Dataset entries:
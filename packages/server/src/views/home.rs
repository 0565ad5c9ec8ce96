use common::deep_link::GET_APP_PATH;

use super::layout;

/// Landing page at `/`.
pub fn home_page() -> String {
    let body = format!(
        "<main style=\"text-align:center\">\
         <h1 class=\"title\" style=\"margin-top:48px\">mioseg qr</h1>\
         <p class=\"sub\">QR-X Inhalte ansehen, teilen und speichern</p>\
         <div class=\"card\" style=\"margin-top:24px\">\
         <p>Dieser QR-X wurde mit <strong>mioseg qr</strong> erstellt.</p>\
         <p>Mit der App kannst du QR-X speichern, Updates erhalten und Inhalte verwalten.</p>\
         </div>\
         <div class=\"row\" style=\"justify-content:center;margin-top:24px\">\
         <a class=\"btn primary\" href=\"{GET_APP_PATH}\">App herunterladen</a>\
         <a class=\"btn\" href=\"/qrx/demo\">Beispiel-QR-X ansehen</a>\
         </div>\
         <footer class=\"footer\">© {} mioseg qr</footer></main>",
        chrono::Utc::now().format("%Y"),
    );
    layout("mioseg qr", &body)
}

Aim of the task ▸
Copy each line, exactly, that falls between the line containing "Landing page at" and the end of the entries, both included.

Exercise output ▸
/// Landing page at `/`.
pub fn home_page() -> String {
    let body = format!(
        "<main style=\"text-align:center\">\
         <h1 class=\"title\" style=\"margin-top:48px\">mioseg qr</h1>\
         <p class=\"sub\">QR-X Inhalte ansehen, teilen und speichern</p>\
         <div class=\"card\" style=\"margin-top:24px\">\
         <p>Dieser QR-X wurde mit <strong>mioseg qr</strong> erstellt.</p>\
         <p>Mit der App kannst du QR-X speichern, Updates erhalten und Inhalte verwalten.</p>\
         </div>\
         <div class=\"row\" style=\"justify-content:center;margin-top:24px\">\
         <a class=\"btn primary\" href=\"{GET_APP_PATH}\">App herunterladen</a>\
         <a class=\"btn\" href=\"/qrx/demo\">Beispiel-QR-X ansehen</a>\
         </div>\
         <footer class=\"footer\">© {} mioseg qr</footer></main>",
        chrono::Utc::now().format("%Y"),
    );
    layout("mioseg qr", &body)
}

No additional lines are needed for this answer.